You wouldn’t expect to find the likes of Michael Ovitz scampering around a dingy industrial area on the east side of downtown Los Angeles to check out different types of wood, but that’s where some of L.A.’s wealthiest executives and their designers go for their custom-made office furniture and woodwork.

Fred K. Anderson & Sons Inc. has been in business for 78 years, but only in recent years has it created a niche for itself as one of the premier local woodworking contractors for prestigious office projects. The company builds and installs specially designed furniture, cabinets, wall paneling and other millwork.

Its list of clients reads like a who’s who of L.A.’s entertainment and business elite. Aside from Ovitz’s new Artist Management Group in Beverly Hills (Ovitz personally visited the workshop to inspect the wood), F.K. Anderson worked on the office of Rupert Murdoch at Fox Plaza, billionaire Eli Broad’s office at SunAmerica Inc., the local offices of Goldman Sachs & Co., and the Bijan store on Rodeo Drive among other high-end projects.
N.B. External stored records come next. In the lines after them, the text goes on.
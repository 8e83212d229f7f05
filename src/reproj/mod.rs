//! Raster reprojection: triangulation, source planning and rendering.

pub mod plan;
pub mod render;
pub mod triangulation;

use serde::{Deserialize, Serialize};

use crate::extent::Extent;
use crate::proj::{get_point_resolution, Projection, TransformFn, TransformRegistry};
use crate::resample::ResamplingMethod;

pub use plan::{plan_source_requests, SourceRequest};
pub use render::{render, RenderSource};
pub use triangulation::{Triangle, Triangulation, TriangulationParams, MAX_SUBDIVISION};

/// Default maximum triangulation error, in source pixels.
pub const ERROR_THRESHOLD: f64 = 0.5;

/// Tuning of a reprojection.
#[derive(Clone, Copy, Debug, PartialEq, Serialize, Deserialize)]
#[serde(default)]
pub struct ReprojectionOptions {
    pub resampling: ResamplingMethod,
    /// Maximum triangulation error, in source pixels.
    pub error_threshold: f64,
    /// Base recursion depth of the triangulation.
    pub max_subdivision: u32,
}

impl Default for ReprojectionOptions {
    fn default() -> Self {
        Self {
            resampling: ResamplingMethod::default(),
            error_threshold: ERROR_THRESHOLD,
            max_subdivision: MAX_SUBDIVISION,
        }
    }
}

/// The projection's validity extent, unbounded in x when it wraps.
pub fn max_extent(projection: &Projection) -> Option<Extent> {
    let mut extent = *projection.extent()?;
    if projection.can_wrap_x() {
        extent.min_x = f64::NEG_INFINITY;
        extent.max_x = f64::INFINITY;
    }
    Some(extent)
}

/// Source resolution matching `target_resolution` at `target_center`.
///
/// The target resolution is converted to ground units at the centre and back
/// into source units; the source projection's own scale distortion at the
/// mapped centre is then compensated.
pub fn calculate_source_resolution(
    transforms: &TransformRegistry,
    source: &Projection,
    target: &Projection,
    target_to_source: &TransformFn,
    target_center: [f64; 2],
    target_resolution: f64,
) -> f64 {
    let (sx, sy) = target_to_source.transform_point(target_center[0], target_center[1]);
    let source_center = [sx, sy];

    let mut source_resolution =
        get_point_resolution(transforms, target, target_resolution, target_center);
    if let Some(mpu) = target.meters_per_unit() {
        source_resolution *= mpu;
    }
    if let Some(mpu) = source.meters_per_unit() {
        source_resolution /= mpu;
    }

    let in_source = source
        .extent()
        .map_or(true, |e| e.contains_xy(source_center[0], source_center[1]));
    if in_source {
        let compensation =
            get_point_resolution(transforms, source, source_resolution, source_center)
                / source_resolution;
        if compensation.is_finite() && compensation > 0.0 {
            source_resolution /= compensation;
        }
    }
    source_resolution
}

/// Pixel size of a raster covering `extent` at `resolution` and `pixel_ratio`.
///
/// Each axis is `ceil(length / resolution) * pixel_ratio`, rounded. Quotients
/// within 1e-9 of an integer count as exact so that float noise does not add
/// a column.
pub fn canvas_size(extent: &Extent, resolution: f64, pixel_ratio: f64) -> (usize, usize) {
    let pixels = |length: f64| {
        let q = length / resolution;
        if !q.is_finite() || q <= 0.0 {
            return 0;
        }
        let nearest = q.round();
        let cells = if (q - nearest).abs() < 1e-9 {
            nearest
        } else {
            q.ceil()
        };
        (cells * pixel_ratio).round().max(0.0) as usize
    };
    (pixels(extent.width()), pixels(extent.height()))
}

#[cfg(test)]
mod tests {
    use super::*;
    use crate::proj::{epsg3857, epsg4326, Units};
    use approx::assert_relative_eq;

    #[test]
    fn test_canvas_size() {
        let extent = Extent::new(-180.0, -85.0, 180.0, 85.0);
        assert_eq!(canvas_size(&extent, 10.0, 1.0), (36, 17));
        assert_eq!(canvas_size(&extent, 10.0, 2.0), (72, 34));
        assert_eq!(canvas_size(&Extent::new(0.0, 0.0, 10.5, 1.0), 1.0, 1.0), (11, 1));
        assert_eq!(canvas_size(&Extent::new(0.0, 0.0, 0.3, 0.3), 0.1, 1.0), (3, 3));
        assert_eq!(canvas_size(&Extent::new(0.0, 0.0, 0.0, 1.0), 1.0, 1.0), (0, 1));
    }

    #[test]
    fn test_max_extent_unbounded_when_wrapping() {
        let wrapping = epsg3857::projection("EPSG:3857");
        let e = max_extent(&wrapping).unwrap();
        assert_eq!(e.min_x, f64::NEG_INFINITY);
        assert_eq!(e.max_y, epsg3857::HALF_SIZE);

        let local = Projection::new("LOCAL", Units::Meters)
            .with_extent(Extent::new(0.0, 0.0, 10.0, 10.0));
        assert_eq!(max_extent(&local), Some(Extent::new(0.0, 0.0, 10.0, 10.0)));
        assert_eq!(max_extent(&Projection::new("NONE", Units::Meters)), None);
    }

    #[test]
    fn test_source_resolution_mercator_to_geographic() {
        let transforms = TransformRegistry::new();
        let source = epsg4326::projection("EPSG:4326", "neu");
        let target = epsg3857::projection("EPSG:3857");
        let res = calculate_source_resolution(
            &transforms,
            &source,
            &target,
            &epsg3857::to_epsg4326(),
            [0.0, 0.0],
            10.0,
        );
        assert_relative_eq!(res, 10.0 / epsg4326::METERS_PER_UNIT, epsilon = 1e-15);
    }

    #[test]
    fn test_source_resolution_geographic_to_mercator() {
        let transforms = TransformRegistry::new();
        let source = epsg3857::projection("EPSG:3857");
        let target = epsg4326::projection("EPSG:4326", "neu");
        let res = calculate_source_resolution(
            &transforms,
            &source,
            &target,
            &epsg3857::from_epsg4326(),
            [0.0, 0.0],
            0.01,
        );
        assert_relative_eq!(res, 0.01 * epsg4326::METERS_PER_UNIT, epsilon = 1e-6);
    }

    #[test]
    fn test_options_defaults_and_parsing() {
        let defaults = ReprojectionOptions::default();
        assert_eq!(defaults.resampling, ResamplingMethod::Bilinear);
        assert_eq!(defaults.error_threshold, 0.5);
        assert_eq!(defaults.max_subdivision, 10);

        let parsed: ReprojectionOptions =
            serde_json::from_str(r#"{"resampling": "nearest"}"#).unwrap();
        assert_eq!(parsed.resampling, ResamplingMethod::Nearest);
        assert_eq!(parsed.error_threshold, ERROR_THRESHOLD);
    }
}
“These are very successful people, and their office is their ultimate personal statement,” said John Anderson, the company’s president and chief executive (and grandson of founder Fred K. Anderson). “This is where they bring in people to make deals with or to build relationships with, and it is a major reflection on them.”

A successful niche

The company’s focus on the most prestigious architectural woodworking jobs has proved to be a financial success. Revenues have jumped from $3.4 million in 1996 to $9.5 million last year.

“From a business standpoint, it’s an extremely good niche to be in,” said Anderson. “But at this end of the spectrum, it’s also an extremely high-pressure and complicated business to be in. I mean, you don’t want to mess up on Michael Ovitz’s office.”

F.K. Anderson has been in the same location, next to a seafood importer between San Pedro Street and Central Avenue, for the last 40 years. Traditionally, the company’s bread and butter was doing the woodwork for retail branches of such institutions as United California Bank. As this repetitive business started to decline, with banks consolidating branches rather than opening new ones, F.K. Anderson started to concentrate on developing connections with top interior designers, such as AREA and Gensler.

Now F.K. Anderson has become one of only a handful of local woodworking contractors with the skill and experience to take on the most demanding jobs.

“Millwork is often the most expensive part of a project and the most difficult one to rectify if it isn’t done right,” said Steven Drucker, design director for interior architecture with the SmithGroup, which hired F.K. Anderson to do the millwork for Goldman Sachs’ L.A. offices. “So you want to use people you can rely on to do it right, and F.K. Anderson is very focused and proactive they don’t wait around for problems to crop up. And I love the fact that they’re local, so you can just go down to their shop and see how things are going.”

A key concern for Drucker and other designers is that contractors be consistent in producing the best-quality work from one job to the next. In order to maintain this consistency, F.K. Anderson has to stay vigilant in hanging onto its highly skilled workers and recruiting and training new ones, a task that has become a major challenge.

Recruiting Latino craftsmen

Whereas 20 years ago the company’s workforce was made up predominantly of Europeans, many of German origin, today the bulk of the all-union workers are young Latinos.

“Fifteen to 20 years ago, you’d be looking at these old Europeans and you’d have thought that, when these guys are gone, it’s going to be over because nobody will know how to do this kind of work anymore,” said Anderson.

As it turned out, by spotting the looming workforce crisis at an early stage, the company has been able to bring in a new generation of craftsmen. The company works closely with L.A. Trade Technical College, offering apprenticeship programs for students.

Those apprentices who stick with it and put in the years it takes to build up the skill level needed for such high-end woodwork can look forward to a substantial paycheck. The best installers and carpenters at F.K. Anderson make as much as $40 to $50 an hour, plus benefits.

“To have an all-union shop makes the work more expensive,” said Anderson. “But the final result is what matters. These are unique people and we rely on them for the work that we do.”

In spite of the company’s impressive growth in the last few years, Anderson, who recently took over the helm of the company from his father Earle, remains cautious about future growth.

“This can be a tricky business and you have to be careful and watch your bottom line, because expenses can get out of hand really quickly,” he said. “But with the contacts we have built up in the design world, we may start to do more work outside of Los Angeles.”